Resultado pode revolucionar Física. Ao entrar em contato com matéria, antimatéria se aniquila liberando grande energia.

Cientistas estão tentando descobrir se a antimatéria está submetida à mesma gravidade que a matéria comum ou a uma forma desconhecida de "antigravidade". Atualmente, experimentos estão sendo preparados para medir as propriedades desta matéria "espelho", explicam os participantes do colóquio "Antimatéria e gravitação", que terminou ontem (11/10/2011), em Paris.

"É um antigo sonho de físico poder medir a ação da gravidade na antimatéria", resumiu Gabriel Chardin do Centro Nacional de Pesquisa Científica (Centre National de la Recherche Scientifique, CNRS) e da Universidade Paris-sul.

Com a descoberta, em 1998, de que há uma aceleração na velocidade de expansão do Universo, premiada na semana passada com o Nobel de Física, a ideia de uma "pressão negativa", uma espécie de gravidade repulsiva, ganha espaço.

Se a antimatéria reagisse de forma diferente à matéria com relação à gravidade "seria uma revolução" para a física, explicou Patrice Pérez, do Instituto de Pesquisas das Leis Fundamentais do Universo (Institut de Recherche sur les Lois Fondamentales de l’Univers, IRFU) do CEA.

"Espelho" da matéria que conhecemos, a antimatéria é difícil de observar porque cada átomo de antimatéria se aniquila ao entrar em contato com a matéria, o que produz enorme quantidade de energia.

Assim, um átomo de hidrogênio é formado por um próton, com carga elétrica positiva, e um elétron, negativo.

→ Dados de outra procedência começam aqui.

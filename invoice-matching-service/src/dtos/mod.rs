//! Wire shapes for the reconciliation HTTP API.

use crate::matching::{to_amount, ManualMatchOutcome, TransactionMatches, TransactionState};
use crate::models::{BankTransaction, Invoice, MatchDetail};
use rust_decimal::Decimal;
use serde::{Deserialize, Serialize};
use serde_json::Value;
use uuid::Uuid;

/// Body of `POST /api/reconciliation/matches`.
///
/// Ids stay as strings until validated so a missing or malformed id is a
/// 400 with a useful message rather than a generic body rejection.
#[derive(Debug, Default, Deserialize)]
pub struct CreateMatchRequest {
    pub bank_transaction_id: Option<String>,
    pub invoice_id: Option<String>,
    /// Number or numeric string; anything else is treated as absent.
    pub matched_amount: Option<Value>,
    pub notes: Option<String>,
}

impl CreateMatchRequest {
    pub fn bank_transaction_id(&self) -> Result<Uuid, String> {
        parse_id("bank_transaction_id", self.bank_transaction_id.as_deref())
    }

    pub fn invoice_id(&self) -> Result<Uuid, String> {
        parse_id("invoice_id", self.invoice_id.as_deref())
    }

    /// Positive requested amount, if any.
    pub fn requested_amount(&self) -> Option<Decimal> {
        self.matched_amount
            .as_ref()
            .map(to_amount)
            .filter(|amount| *amount > Decimal::ZERO)
    }

    pub fn notes(&self) -> Option<String> {
        self.notes
            .as_deref()
            .map(str::trim)
            .filter(|n| !n.is_empty())
            .map(str::to_string)
    }
}

fn parse_id(field: &str, value: Option<&str>) -> Result<Uuid, String> {
    match value.map(str::trim).filter(|v| !v.is_empty()) {
        None => Err(format!("{} is required", field)),
        Some(raw) => Uuid::parse_str(raw).map_err(|_| format!("{} must be a valid UUID", field)),
    }
}

#[derive(Debug, Serialize, Deserialize)]
pub struct CreateMatchResponse {
    pub success: bool,
    pub match_id: Uuid,
    pub applied_amount: Decimal,
    pub bank_transaction: BankTransaction,
    pub invoice: Invoice,
    pub matches: Vec<MatchDetail>,
    pub total_matched_amount: Decimal,
}

impl From<ManualMatchOutcome> for CreateMatchResponse {
    fn from(outcome: ManualMatchOutcome) -> Self {
        Self {
            success: true,
            match_id: outcome.match_id,
            applied_amount: outcome.applied_amount,
            bank_transaction: outcome.bank_transaction,
            invoice: outcome.invoice,
            matches: outcome.matches,
            total_matched_amount: outcome.total_matched_amount,
        }
    }
}

#[derive(Debug, Serialize, Deserialize)]
pub struct TransactionMatchesResponse {
    pub bank_transaction: BankTransaction,
    pub matches: Vec<MatchDetail>,
    pub total_matched_amount: Decimal,
}

impl From<TransactionMatches> for TransactionMatchesResponse {
    fn from(view: TransactionMatches) -> Self {
        Self {
            bank_transaction: view.bank_transaction,
            matches: view.matches,
            total_matched_amount: view.total_matched_amount,
        }
    }
}

#[derive(Debug, Serialize, Deserialize)]
pub struct RecomputeResponse {
    pub bank_transaction_id: Uuid,
    pub status: String,
    pub matched_invoice_ids: Vec<Uuid>,
    pub total_matched_amount: Decimal,
    pub changed: bool,
}

impl From<TransactionState> for RecomputeResponse {
    fn from(state: TransactionState) -> Self {
        Self {
            bank_transaction_id: state.bank_transaction_id,
            status: state.status.as_str().to_string(),
            matched_invoice_ids: state.matched_invoice_ids,
            total_matched_amount: state.total_matched,
            changed: state.changed,
        }
    }
}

Um átomo de anti-hidrogênio é composto de um antipróton (próton negativo) e um pósitron (elétron positivo).

Os primeiros átomos de anti-hidrogênio, produzidos em 1995 no Centro Europeu de Pesquisas Nucleares (Oranisation Européenne pour la Recherche Nucléaire, CERN), em Genebra, se aniquilaram quase que instantaneamente ao entrar em contato com a matéria.

Recentemente foram feitos avanços importantes neste campo: átomos de anti-hidrogênio foram capturados por mais de 16 minutos no CERN, segundo resultados publicados em junho, um novo experimento que deve facilitar o estudo da antimatéria.

Para os físicos é mais fácil controlar, graças a campos magnéticos, um antipróton, partícula com carga elétrica, do que um átomo neutro de antimatéria.

Daí a ideia de usar íons positivos de anti-hidrogênio (um antipróton negativo associado a dois pósitrons), disse Pérez, que participa do projeto internacional GBAR (Gravitationnal Behaviour of Antihydrogen at Rest, Comportamento Gravitationnal do Anti-hidrogênio em Repouso).

Estes íons, resfriados a 10 microkelvins, 10 milionésimos de grau acima zero absoluto (-273,15 °C), para reduzir sua agitação, seriam despojados no último momento, pela ação de raios laser, de seu pósitron excedente.

Agora, se tratará de medir a "velocidade de queda" dos átomos de anti-hidrogênio assim criados, disse Pérez, que espera que este experimento possa ser feito no CERN até 2016.

Desta forma, seria possível saber se a antimatéria está submetida à mesma aceleração devida à gravidade que a matéria.

O instante em que os pósitrons a mais forem arrancados dariam, segundo Pérez, o "tiro de largada" da queda vertical e sua desintegração em contato com a matéria seria a "linha de chegada".